I am proud to have supported the recent legislative effort to bring access to abortion to Northern Ireland. I fully support the right of every woman to choose whether she wishes to continue with a pregnancy, and to have the right to a safe, legal termination if she does not. I also support the protection of access to clinics and secure funding for clinics. I added my name to both Stella Creasy and Diana Johnson’s amendments, and I am delighted that these were overwhelmingly passed by Parliament. I will continue to closely follow the implementation of this bill to ensure the Government adheres to its commitments.
I am a supporter of the campaign to end period poverty, including the CWU campaign to make period products free. I welcome the Government’s move to introduce free sanitary products to all schools, however I believe this should be extended to all workplaces and public buildings. I supported attempts to reform Parliamentary procedure to allow baby leave and proxy voting for Members of Parliament. This is crucial to making politics more accessible and welcoming for young women.

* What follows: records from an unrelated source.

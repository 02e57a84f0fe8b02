use std::fs;
use std::path::Path;
use std::str::FromStr;

use once_cell::sync::Lazy;
use regex::Regex;

use crate::error::{ConfigError, GeometryError};

/// A `L1:`/`L2:` label followed by block size, associativity and size in KB.
static LEVEL_PATTERN: Lazy<Regex> = Lazy::new(|| {
    Regex::new(r"\b(L[12]):\s*(\S+)\s+(\S+)\s+(\S+)").expect("failed to compile regex")
});

#[derive(Debug, Clone, Copy, PartialEq, Eq)]
pub enum Associativity {
    /// `n` blocks per set.
    Ways(u32),
    /// A single set holding every block of the cache.
    Full,
}

impl From<u32> for Associativity {
    /// The config file spells fully-associative as `0`.
    fn from(ways: u32) -> Self {
        match ways {
            0 => Associativity::Full,
            n => Associativity::Ways(n),
        }
    }
}

/// Validated shape of one cache level.
#[derive(Debug, Clone, Copy, PartialEq, Eq)]
pub struct Geometry {
    block_size: u32, // in bytes
    num_sets: u32,
    ways: u32,
}

impl Geometry {
    pub fn new(
        block_size: u32,
        associativity: Associativity,
        size_bytes: u64,
    ) -> Result<Self, GeometryError> {
        if !block_size.is_power_of_two() {
            return Err(GeometryError::BlockSize(block_size));
        }
        let block = u64::from(block_size);
        let ways = match associativity {
            Associativity::Ways(0) => return Err(GeometryError::NoWays),
            Associativity::Ways(n) => u64::from(n),
            Associativity::Full => size_bytes / block,
        };
        let set_bytes = block * ways;
        if ways == 0 || size_bytes % set_bytes != 0 || ways > u64::from(u32::MAX) {
            return Err(GeometryError::Capacity {
                size: size_bytes,
                block_size,
                ways,
            });
        }
        let num_sets = size_bytes / set_bytes;
        if !num_sets.is_power_of_two() || num_sets > u64::from(u32::MAX) {
            return Err(GeometryError::SetCount(num_sets));
        }
        let address_bits = block_size.trailing_zeros() + num_sets.trailing_zeros();
        if address_bits > u32::BITS {
            return Err(GeometryError::AddressBits(address_bits));
        }

        Ok(Geometry {
            block_size,
            num_sets: num_sets as u32,
            ways: ways as u32,
        })
    }

    pub fn block_size(&self) -> u32 {
        self.block_size
    }

    pub fn num_sets(&self) -> u32 {
        self.num_sets
    }

    pub fn ways(&self) -> u32 {
        self.ways
    }

    pub fn offset_bits(&self) -> u32 {
        self.block_size.trailing_zeros()
    }

    pub fn index_bits(&self) -> u32 {
        self.num_sets.trailing_zeros()
    }

    pub fn tag_bits(&self) -> u32 {
        u32::BITS - self.offset_bits() - self.index_bits()
    }

    pub fn size_bytes(&self) -> u64 {
        u64::from(self.block_size) * u64::from(self.num_sets) * u64::from(self.ways)
    }
}

/// One level's record exactly as written in the config file.
#[derive(Debug, Clone, Copy, PartialEq, Eq)]
pub struct LevelConfig {
    pub block_size: u32,
    pub associativity: u32,
    pub size_kb: u32,
}

impl LevelConfig {
    pub fn geometry(&self, level: &'static str) -> Result<Geometry, ConfigError> {
        Geometry::new(
            self.block_size,
            Associativity::from(self.associativity),
            u64::from(self.size_kb) * 1024,
        )
        .map_err(|source| ConfigError::Geometry { level, source })
    }
}

#[derive(Debug, Clone, Copy, PartialEq, Eq)]
pub struct CacheConfig {
    pub l1: LevelConfig,
    pub l2: LevelConfig,
}

impl CacheConfig {
    pub fn load(path: impl AsRef<Path>) -> Result<Self, ConfigError> {
        fs::read_to_string(path)?.parse()
    }

    /// Checks the block sizes agree, then validates both levels.
    pub fn geometries(&self) -> Result<(Geometry, Geometry), ConfigError> {
        if self.l1.block_size != self.l2.block_size {
            return Err(ConfigError::BlockSizeMismatch {
                l1: self.l1.block_size,
                l2: self.l2.block_size,
            });
        }
        Ok((self.l1.geometry("L1")?, self.l2.geometry("L2")?))
    }
}

fn parse_field(level: &'static str, field: &'static str, value: &str) -> Result<u32, ConfigError> {
    value.parse().map_err(|_| ConfigError::BadNumber {
        level,
        field,
        value: value.to_string(),
    })
}

fn parse_level(s: &str, level: &'static str) -> Result<LevelConfig, ConfigError> {
    // A repeated label overrides the earlier record.
    let caps = LEVEL_PATTERN
        .captures_iter(s)
        .filter(|caps| &caps[1] == level)
        .last()
        .ok_or(ConfigError::MissingLevel(level))?;

    Ok(LevelConfig {
        block_size: parse_field(level, "block size", &caps[2])?,
        associativity: parse_field(level, "associativity", &caps[3])?,
        size_kb: parse_field(level, "size", &caps[4])?,
    })
}

impl FromStr for CacheConfig {
    type Err = ConfigError;
    fn from_str(s: &str) -> Result<Self, Self::Err> {
        Ok(CacheConfig {
            l1: parse_level(s, "L1")?,
            l2: parse_level(s, "L2")?,
        })
    }
}
use std::io;
use std::num::ParseIntError;
use std::str::Utf8Error;

use thiserror::Error;

#[derive(Debug, Error)]
pub enum ConfigError {
    #[error("failed to read cache config: {0}")]
    Io(#[from] io::Error),

    #[error("no `{0}:` record in cache config")]
    MissingLevel(&'static str),

    #[error("{level} {field} `{value}` is not a valid number")]
    BadNumber {
        level: &'static str,
        field: &'static str,
        value: String,
    },

    #[error("invalid {level} geometry: {source}")]
    Geometry {
        level: &'static str,
        #[source]
        source: GeometryError,
    },

    /// L1 and L2 must share one block size.
    #[error("L1 block size ({l1} B) differs from L2 block size ({l2} B)")]
    BlockSizeMismatch { l1: u32, l2: u32 },
}

#[derive(Debug, Error, PartialEq, Eq)]
pub enum ParseError {
    #[error("trace line is not valid UTF-8: {0}")]
    Encoding(#[from] Utf8Error),

    #[error("trace record must have an operation and an address")]
    MissingField,

    #[error("unknown trace operation `{0}`")]
    UnknownOp(String),

    #[error("bad trace address `{addr}`: {source}")]
    BadAddress {
        addr: String,
        #[source]
        source: ParseIntError,
    },
}

#[derive(Debug, Error)]
pub enum SimError {
    #[error(transparent)]
    Config(#[from] ConfigError),

    #[error("trace i/o failed: {0}")]
    Io(#[from] io::Error),
}

#[derive(Debug, Error, PartialEq, Eq)]
pub enum GeometryError {
    #[error("block size {0} is not a non-zero power of two")]
    BlockSize(u32),

    #[error("associativity must be at least one way")]
    NoWays,

    #[error("{size} B does not divide into {ways}-way sets of {block_size} B blocks")]
    Capacity { size: u64, block_size: u32, ways: u64 },

    #[error("set count {0} is not a power of two")]
    SetCount(u64),

    #[error("offset and index fields need {0} bits, the address has 32")]
    AddressBits(u32),
}
use std::{
    fs::File,
    io::{BufReader, BufWriter},
    path::PathBuf,
    process::ExitCode,
};

use cachesim::{
    CacheConfig, CacheSystem,
    error::{ConfigError, SimError},
    replay,
};
use clap::Parser;
use tracing::{error, info};
use tracing_subscriber::{EnvFilter, fmt};

/// Replays a memory trace through an exclusive L1/L2 cache and writes the
/// per-access outcome codes.
#[derive(Parser, Debug)]
#[command(about)]
struct Args {
    /// Cache config with `L1:` and `L2:` records
    config: PathBuf,
    /// Trace of `R`/`W` accesses with hex addresses
    trace: PathBuf,
    /// Output file, defaults to `<trace>.out`
    #[arg(short, long)]
    output: Option<PathBuf>,
}

fn run(args: &Args) -> Result<(), SimError> {
    let config = CacheConfig::load(&args.config)?;
    let (l1, l2) = config.geometries()?;
    for (name, g) in [("L1", &l1), ("L2", &l2)] {
        info!(
            "{name}: {} B blocks, {} sets x {} ways ({} tag / {} index / {} offset bits)",
            g.block_size(),
            g.num_sets(),
            g.ways(),
            g.tag_bits(),
            g.index_bits(),
            g.offset_bits()
        );
    }

    let output = args.output.clone().unwrap_or_else(|| {
        let mut name = args.trace.clone().into_os_string();
        name.push(".out");
        PathBuf::from(name)
    });
    let reader = BufReader::new(File::open(&args.trace)?);
    let writer = BufWriter::new(File::create(&output)?);

    let mut system = CacheSystem::new(l1, l2);
    let stats = replay(&mut system, reader, writer)?;
    info!("{stats}");
    info!("results written to {}", output.display());
    Ok(())
}

fn main() -> ExitCode {
    fmt::fmt()
        .with_env_filter(EnvFilter::try_from_default_env().unwrap_or_else(|_| EnvFilter::new("info")))
        .with_writer(std::io::stderr)
        .compact()
        .init();

    let args = Args::parse();
    match run(&args) {
        Ok(()) => ExitCode::SUCCESS,
        Err(e @ SimError::Config(ConfigError::BlockSizeMismatch { .. })) => {
            error!("{e}");
            ExitCode::from(1)
        }
        Err(e) => {
            error!("{e}");
            ExitCode::from(2)
        }
    }
}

We must also work to address the impact that nine years of austerity has had on women. I am concerned about the impact of universal credit on women, and particularly victims of domestic abuse, and have called for the introduction of routine split payments. Research has also shown that women are particularly vulnerable to the housing market and are more likely to require larger properties to accommodate families. I recently hosted the launch in Parliament of the Women’s Budget Group report ‘A Home of Her Own’ documenting the impact of the housing crisis on women and I support their work in scrutinising the impact of Government policy on women.
The past year has seen a series of horrific attacks against LGBT+ people and protests outside schools attempting to intimidate teachers and prevent students accessing much needed relationships and sex education. I support the introduction of updated RSE guidelines and believe this must sit as part of a whole-school approach embedded across the curriculum with well-trained staff. The Government must now ensure schools have the resources to deliver this.
I was pleased to support the recent extension of equal marriage to Northern Ireland under the amendment tabled by Conor McGinn MP. I will continue to press for residents in Northern Ireland to have marriage equality along with residents everywhere else in the United Kingdom.
I have been working with local healthcare providers and in Parliament to campaign for increased access to PrEP to anyone at risk of HIV infection. The Government must deliver a fully-funded programme to roll out the treatment to all high-risk groups to help reduce HIV infection. The Labour Party has committed to introducing specialist training for all frontline health and social care staff to understand and meet the needs of LGBT patients.
The Government's LGBT survey found that many trans people want legal recognition of their gender identity, but found the current process too bureaucratic, expensive and intrusive. I believe that both the Gender Recognition Act 2004 and Equality Act 2010 should be reformed to ensure they protect trans people.